Saved data entries:
################

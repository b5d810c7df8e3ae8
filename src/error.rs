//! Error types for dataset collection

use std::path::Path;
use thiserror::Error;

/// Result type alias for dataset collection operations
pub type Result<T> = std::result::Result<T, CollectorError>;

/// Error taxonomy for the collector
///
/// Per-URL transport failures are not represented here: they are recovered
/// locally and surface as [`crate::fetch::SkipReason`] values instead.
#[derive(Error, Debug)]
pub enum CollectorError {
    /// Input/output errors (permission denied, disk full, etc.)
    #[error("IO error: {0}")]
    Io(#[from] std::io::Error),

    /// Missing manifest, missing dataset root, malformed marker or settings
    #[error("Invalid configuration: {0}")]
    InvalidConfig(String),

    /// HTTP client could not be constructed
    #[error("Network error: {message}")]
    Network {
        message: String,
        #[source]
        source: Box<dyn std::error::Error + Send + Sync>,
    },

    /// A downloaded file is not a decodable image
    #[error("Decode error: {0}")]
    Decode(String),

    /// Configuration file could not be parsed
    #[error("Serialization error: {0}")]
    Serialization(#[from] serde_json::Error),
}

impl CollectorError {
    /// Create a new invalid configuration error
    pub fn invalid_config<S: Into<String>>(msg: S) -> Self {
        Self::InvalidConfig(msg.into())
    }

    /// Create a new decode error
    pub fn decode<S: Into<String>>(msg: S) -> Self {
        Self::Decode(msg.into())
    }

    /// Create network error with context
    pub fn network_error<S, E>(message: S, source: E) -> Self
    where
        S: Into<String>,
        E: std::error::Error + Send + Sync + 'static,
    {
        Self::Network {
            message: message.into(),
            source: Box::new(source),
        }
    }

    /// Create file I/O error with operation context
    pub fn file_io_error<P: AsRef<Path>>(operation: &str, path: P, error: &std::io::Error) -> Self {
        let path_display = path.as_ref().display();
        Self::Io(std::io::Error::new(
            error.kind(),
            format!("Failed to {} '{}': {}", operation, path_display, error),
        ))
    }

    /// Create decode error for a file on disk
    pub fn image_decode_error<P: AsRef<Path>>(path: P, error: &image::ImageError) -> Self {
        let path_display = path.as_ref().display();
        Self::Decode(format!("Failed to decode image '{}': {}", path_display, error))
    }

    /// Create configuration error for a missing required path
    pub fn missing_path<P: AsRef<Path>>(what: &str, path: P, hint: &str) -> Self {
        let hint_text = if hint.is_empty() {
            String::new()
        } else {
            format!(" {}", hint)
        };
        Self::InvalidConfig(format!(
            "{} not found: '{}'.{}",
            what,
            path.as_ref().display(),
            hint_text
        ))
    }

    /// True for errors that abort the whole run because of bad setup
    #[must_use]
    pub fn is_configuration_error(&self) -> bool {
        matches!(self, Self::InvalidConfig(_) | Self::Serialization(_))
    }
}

################

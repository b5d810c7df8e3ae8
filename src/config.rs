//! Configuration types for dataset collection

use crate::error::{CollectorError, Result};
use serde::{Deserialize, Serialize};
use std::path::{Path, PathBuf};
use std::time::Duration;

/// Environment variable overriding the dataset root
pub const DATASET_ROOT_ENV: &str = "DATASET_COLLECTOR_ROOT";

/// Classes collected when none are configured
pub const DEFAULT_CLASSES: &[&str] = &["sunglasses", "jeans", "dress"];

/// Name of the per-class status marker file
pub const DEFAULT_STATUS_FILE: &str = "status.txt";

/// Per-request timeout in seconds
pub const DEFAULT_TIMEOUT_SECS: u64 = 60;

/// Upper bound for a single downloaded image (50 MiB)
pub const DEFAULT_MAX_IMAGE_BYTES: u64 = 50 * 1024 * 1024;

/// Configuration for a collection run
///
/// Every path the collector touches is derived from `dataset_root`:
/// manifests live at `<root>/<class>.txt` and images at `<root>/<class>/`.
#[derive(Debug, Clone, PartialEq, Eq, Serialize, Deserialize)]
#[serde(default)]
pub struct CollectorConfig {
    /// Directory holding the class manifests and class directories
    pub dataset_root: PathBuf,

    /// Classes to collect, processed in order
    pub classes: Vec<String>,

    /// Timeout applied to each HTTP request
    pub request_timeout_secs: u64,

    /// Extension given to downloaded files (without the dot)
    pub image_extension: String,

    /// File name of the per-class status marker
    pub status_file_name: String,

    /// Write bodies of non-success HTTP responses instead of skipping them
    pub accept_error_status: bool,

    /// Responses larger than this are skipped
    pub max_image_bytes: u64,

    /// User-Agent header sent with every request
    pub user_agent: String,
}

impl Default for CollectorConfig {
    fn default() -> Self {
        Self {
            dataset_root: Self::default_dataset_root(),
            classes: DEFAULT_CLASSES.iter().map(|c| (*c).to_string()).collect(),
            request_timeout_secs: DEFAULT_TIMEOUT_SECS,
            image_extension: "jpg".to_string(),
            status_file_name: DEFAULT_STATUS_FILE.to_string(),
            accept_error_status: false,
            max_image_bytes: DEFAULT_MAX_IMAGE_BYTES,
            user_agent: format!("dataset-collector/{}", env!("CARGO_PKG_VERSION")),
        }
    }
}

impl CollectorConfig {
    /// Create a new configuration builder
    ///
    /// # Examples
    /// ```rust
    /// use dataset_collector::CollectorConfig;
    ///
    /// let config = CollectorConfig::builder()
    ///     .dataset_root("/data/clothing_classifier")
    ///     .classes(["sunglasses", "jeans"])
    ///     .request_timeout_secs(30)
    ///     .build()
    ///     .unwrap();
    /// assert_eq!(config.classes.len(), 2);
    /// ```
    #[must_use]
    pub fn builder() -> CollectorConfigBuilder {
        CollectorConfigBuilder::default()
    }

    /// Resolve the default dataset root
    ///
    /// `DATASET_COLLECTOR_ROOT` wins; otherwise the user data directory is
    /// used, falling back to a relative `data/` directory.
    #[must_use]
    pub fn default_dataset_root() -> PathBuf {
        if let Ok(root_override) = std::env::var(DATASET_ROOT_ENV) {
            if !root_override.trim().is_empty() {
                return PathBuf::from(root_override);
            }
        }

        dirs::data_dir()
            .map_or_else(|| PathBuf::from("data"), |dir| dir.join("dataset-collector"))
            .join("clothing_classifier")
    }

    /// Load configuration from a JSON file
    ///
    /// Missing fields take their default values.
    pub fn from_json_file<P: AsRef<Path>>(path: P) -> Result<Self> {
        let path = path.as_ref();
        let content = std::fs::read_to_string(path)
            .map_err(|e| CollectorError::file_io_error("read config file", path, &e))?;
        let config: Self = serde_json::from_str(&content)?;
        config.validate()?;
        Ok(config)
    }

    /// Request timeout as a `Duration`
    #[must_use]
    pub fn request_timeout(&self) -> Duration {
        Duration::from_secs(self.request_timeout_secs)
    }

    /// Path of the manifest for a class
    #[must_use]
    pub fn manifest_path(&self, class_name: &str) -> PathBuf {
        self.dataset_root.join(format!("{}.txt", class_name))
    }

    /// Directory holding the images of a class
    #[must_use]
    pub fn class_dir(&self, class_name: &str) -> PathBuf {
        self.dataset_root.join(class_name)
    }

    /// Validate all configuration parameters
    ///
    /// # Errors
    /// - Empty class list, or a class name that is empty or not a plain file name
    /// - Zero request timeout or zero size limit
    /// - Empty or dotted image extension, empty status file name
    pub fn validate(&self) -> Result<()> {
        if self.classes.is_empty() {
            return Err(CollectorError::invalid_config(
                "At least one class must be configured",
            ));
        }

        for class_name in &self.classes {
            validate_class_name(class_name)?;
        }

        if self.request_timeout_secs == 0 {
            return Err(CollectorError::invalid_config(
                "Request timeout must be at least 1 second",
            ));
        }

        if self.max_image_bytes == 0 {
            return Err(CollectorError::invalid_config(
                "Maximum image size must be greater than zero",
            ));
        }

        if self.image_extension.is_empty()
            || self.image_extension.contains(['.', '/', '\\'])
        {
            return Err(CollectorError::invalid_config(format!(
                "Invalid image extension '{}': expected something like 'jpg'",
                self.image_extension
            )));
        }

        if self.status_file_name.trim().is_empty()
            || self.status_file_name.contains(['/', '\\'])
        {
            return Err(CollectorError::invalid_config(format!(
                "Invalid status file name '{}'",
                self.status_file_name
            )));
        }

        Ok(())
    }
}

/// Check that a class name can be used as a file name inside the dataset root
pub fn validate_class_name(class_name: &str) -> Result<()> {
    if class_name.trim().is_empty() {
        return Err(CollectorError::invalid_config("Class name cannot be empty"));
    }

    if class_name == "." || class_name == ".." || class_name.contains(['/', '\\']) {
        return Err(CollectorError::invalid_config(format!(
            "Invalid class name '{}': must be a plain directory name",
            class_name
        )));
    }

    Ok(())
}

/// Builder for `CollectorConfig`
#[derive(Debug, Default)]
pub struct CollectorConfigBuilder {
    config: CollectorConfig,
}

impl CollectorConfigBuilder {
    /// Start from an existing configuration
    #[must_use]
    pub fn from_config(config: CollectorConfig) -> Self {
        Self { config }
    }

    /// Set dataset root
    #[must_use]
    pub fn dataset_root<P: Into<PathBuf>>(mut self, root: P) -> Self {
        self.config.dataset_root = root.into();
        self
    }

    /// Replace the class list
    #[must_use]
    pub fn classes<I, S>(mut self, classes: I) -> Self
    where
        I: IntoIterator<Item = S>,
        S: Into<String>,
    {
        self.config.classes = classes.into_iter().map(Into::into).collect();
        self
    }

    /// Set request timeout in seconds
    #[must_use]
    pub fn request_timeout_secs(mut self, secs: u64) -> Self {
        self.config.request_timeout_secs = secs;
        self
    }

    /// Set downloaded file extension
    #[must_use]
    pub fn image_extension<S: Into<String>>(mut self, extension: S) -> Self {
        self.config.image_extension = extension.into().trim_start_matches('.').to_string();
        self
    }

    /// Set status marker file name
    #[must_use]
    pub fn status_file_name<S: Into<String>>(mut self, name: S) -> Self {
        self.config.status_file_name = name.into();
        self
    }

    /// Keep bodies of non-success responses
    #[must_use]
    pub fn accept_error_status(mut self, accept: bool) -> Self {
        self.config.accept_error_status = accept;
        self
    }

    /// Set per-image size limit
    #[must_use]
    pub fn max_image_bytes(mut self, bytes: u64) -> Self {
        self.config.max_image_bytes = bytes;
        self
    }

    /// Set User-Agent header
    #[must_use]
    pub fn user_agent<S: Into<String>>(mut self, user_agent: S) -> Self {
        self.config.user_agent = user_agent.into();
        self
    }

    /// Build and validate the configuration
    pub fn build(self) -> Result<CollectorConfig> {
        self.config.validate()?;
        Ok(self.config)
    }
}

################

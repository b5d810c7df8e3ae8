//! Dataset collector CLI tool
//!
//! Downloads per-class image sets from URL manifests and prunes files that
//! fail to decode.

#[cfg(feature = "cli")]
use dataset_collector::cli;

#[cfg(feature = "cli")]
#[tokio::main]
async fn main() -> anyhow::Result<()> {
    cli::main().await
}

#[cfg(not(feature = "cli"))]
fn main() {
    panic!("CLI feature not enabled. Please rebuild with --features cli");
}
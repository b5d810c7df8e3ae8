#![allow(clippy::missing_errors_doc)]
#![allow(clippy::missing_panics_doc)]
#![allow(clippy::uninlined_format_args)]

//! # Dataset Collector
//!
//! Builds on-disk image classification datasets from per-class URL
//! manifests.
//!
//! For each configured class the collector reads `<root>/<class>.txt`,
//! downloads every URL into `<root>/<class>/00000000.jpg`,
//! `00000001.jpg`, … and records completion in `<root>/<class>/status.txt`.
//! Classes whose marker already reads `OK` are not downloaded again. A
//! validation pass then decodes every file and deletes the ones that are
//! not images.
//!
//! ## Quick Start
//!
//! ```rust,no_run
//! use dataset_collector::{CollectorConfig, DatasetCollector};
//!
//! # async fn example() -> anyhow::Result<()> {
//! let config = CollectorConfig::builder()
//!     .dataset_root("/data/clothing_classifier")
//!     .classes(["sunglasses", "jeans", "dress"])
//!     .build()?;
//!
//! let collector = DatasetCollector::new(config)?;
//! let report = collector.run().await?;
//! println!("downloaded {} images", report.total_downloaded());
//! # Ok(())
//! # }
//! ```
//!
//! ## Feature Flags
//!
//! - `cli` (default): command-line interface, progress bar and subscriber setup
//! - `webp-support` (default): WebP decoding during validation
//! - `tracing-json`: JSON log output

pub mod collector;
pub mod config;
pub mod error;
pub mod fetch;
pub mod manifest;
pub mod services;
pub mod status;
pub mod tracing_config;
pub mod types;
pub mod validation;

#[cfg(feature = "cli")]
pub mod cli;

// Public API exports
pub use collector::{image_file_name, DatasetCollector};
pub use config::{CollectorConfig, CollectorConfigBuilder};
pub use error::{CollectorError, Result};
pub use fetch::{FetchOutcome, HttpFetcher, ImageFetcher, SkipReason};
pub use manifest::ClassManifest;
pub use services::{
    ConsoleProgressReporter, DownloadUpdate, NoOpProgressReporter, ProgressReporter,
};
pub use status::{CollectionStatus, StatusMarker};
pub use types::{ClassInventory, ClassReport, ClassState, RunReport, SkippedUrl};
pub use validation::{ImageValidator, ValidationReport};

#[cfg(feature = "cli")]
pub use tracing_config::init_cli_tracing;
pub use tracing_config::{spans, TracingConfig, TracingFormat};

################

WHAT THE EXERCISE ASKS:
Return, word for word, the lines of the data above from the line with "timeout must be" through the line with "a plain directory", inclusive.

RESPONSE TO THE EXERCISE:
                "Request timeout must be at least 1 second",
            ));
        }

        if self.max_image_bytes == 0 {
            return Err(CollectorError::invalid_config(
                "Maximum image size must be greater than zero",
            ));
        }

        if self.image_extension.is_empty()
            || self.image_extension.contains(['.', '/', '\\'])
        {
            return Err(CollectorError::invalid_config(format!(
                "Invalid image extension '{}': expected something like 'jpg'",
                self.image_extension
            )));
        }

        if self.status_file_name.trim().is_empty()
            || self.status_file_name.contains(['/', '\\'])
        {
            return Err(CollectorError::invalid_config(format!(
                "Invalid status file name '{}'",
                self.status_file_name
            )));
        }

        Ok(())
    }
}

/// Check that a class name can be used as a file name inside the dataset root
pub fn validate_class_name(class_name: &str) -> Result<()> {
    if class_name.trim().is_empty() {
        return Err(CollectorError::invalid_config("Class name cannot be empty"));
    }

    if class_name == "." || class_name == ".." || class_name.contains(['/', '\\']) {
        return Err(CollectorError::invalid_config(format!(
            "Invalid class name '{}': must be a plain directory name",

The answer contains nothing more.